## Work task
Copy, word for word, the lines of the entries below between the one with "never reach the" and the one with "warning says why.", inclusive, and leave out everything else.

## Study material
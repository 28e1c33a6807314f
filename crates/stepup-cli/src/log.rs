use std::fs::{self, File, OpenOptions};
use std::io::Write;
use std::path::Path;

use chrono::Local;
use indicatif::ProgressBar;

use crate::render::{self, OutputStyle};

/// Tee for user-visible output: the terminal (unless quiet) plus the
/// timestamped append-only log file. `Description:` lines never reach the
/// file.
pub struct RunLog {
    file: Option<File>,
    quiet: bool,
    style: OutputStyle,
    progress: Option<ProgressBar>,
}

impl RunLog {
    /// Opens the log for appending. When the file cannot be opened the log
    /// degrades to terminal-only output; the returned warning says why.
    pub fn open(path: &Path, quiet: bool, style: OutputStyle) -> (Self, Option<String>) {
        if let Some(parent) = path.parent() {
            let _ = fs::create_dir_all(parent);
        }
        let mut warning = None;
        let file = match OpenOptions::new().create(true).append(true).open(path) {
            Ok(file) => Some(file),
            Err(err) => {
                warning = Some(format!(
                    "cannot open log file '{}': {err}; continuing without file logging",
                    path.display()
                ));
                None
            }
        };
        (
            Self {
                file,
                quiet,
                style,
                progress: None,
            },
            warning,
        )
    }

    pub fn style(&self) -> OutputStyle {
        self.style
    }

    /// Routes terminal output through `bar` while a progress bar is live, so
    /// streamed script lines print above it instead of clobbering it.
    pub fn attach_progress(&mut self, bar: Option<ProgressBar>) {
        self.progress = bar;
    }

    /// A user-visible line: terminal plus log file.
    pub fn message(&mut self, text: &str) {
        self.to_terminal(text.to_string());
        self.to_file(text);
    }

    /// A status-prefixed line, colored in rich mode.
    pub fn status(&mut self, status: &str, text: &str) {
        self.to_terminal(render::render_status_line(self.style, status, text));
        self.to_file(&format!("{status}: {text}"));
    }

    /// Terminal only; the log file never records description text.
    pub fn description(&mut self, text: &str) {
        self.to_terminal(format!("Description: {text}"));
    }

    /// Log file only; used for fatal reports that already went to stderr.
    pub fn record(&mut self, text: &str) {
        self.to_file(text);
    }

    fn to_terminal(&self, text: String) {
        if self.quiet {
            return;
        }
        match &self.progress {
            Some(bar) => bar.println(text),
            None => println!("{text}"),
        }
    }

    fn to_file(&mut self, text: &str) {
        // Best effort: a failing log write must not abort an upgrade.
        if let Some(file) = self.file.as_mut() {
            let stamp = Local::now().format("%Y-%m-%d %H:%M:%S");
            let _ = writeln!(file, "[{stamp}] {text}");
        }
    }
}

## Result
/// timestamped append-only log file. `Description:` lines never reach the
/// file.
pub struct RunLog {
    file: Option<File>,
    quiet: bool,
    style: OutputStyle,
    progress: Option<ProgressBar>,
}

impl RunLog {
    /// Opens the log for appending. When the file cannot be opened the log
    /// degrades to terminal-only output; the returned warning says why.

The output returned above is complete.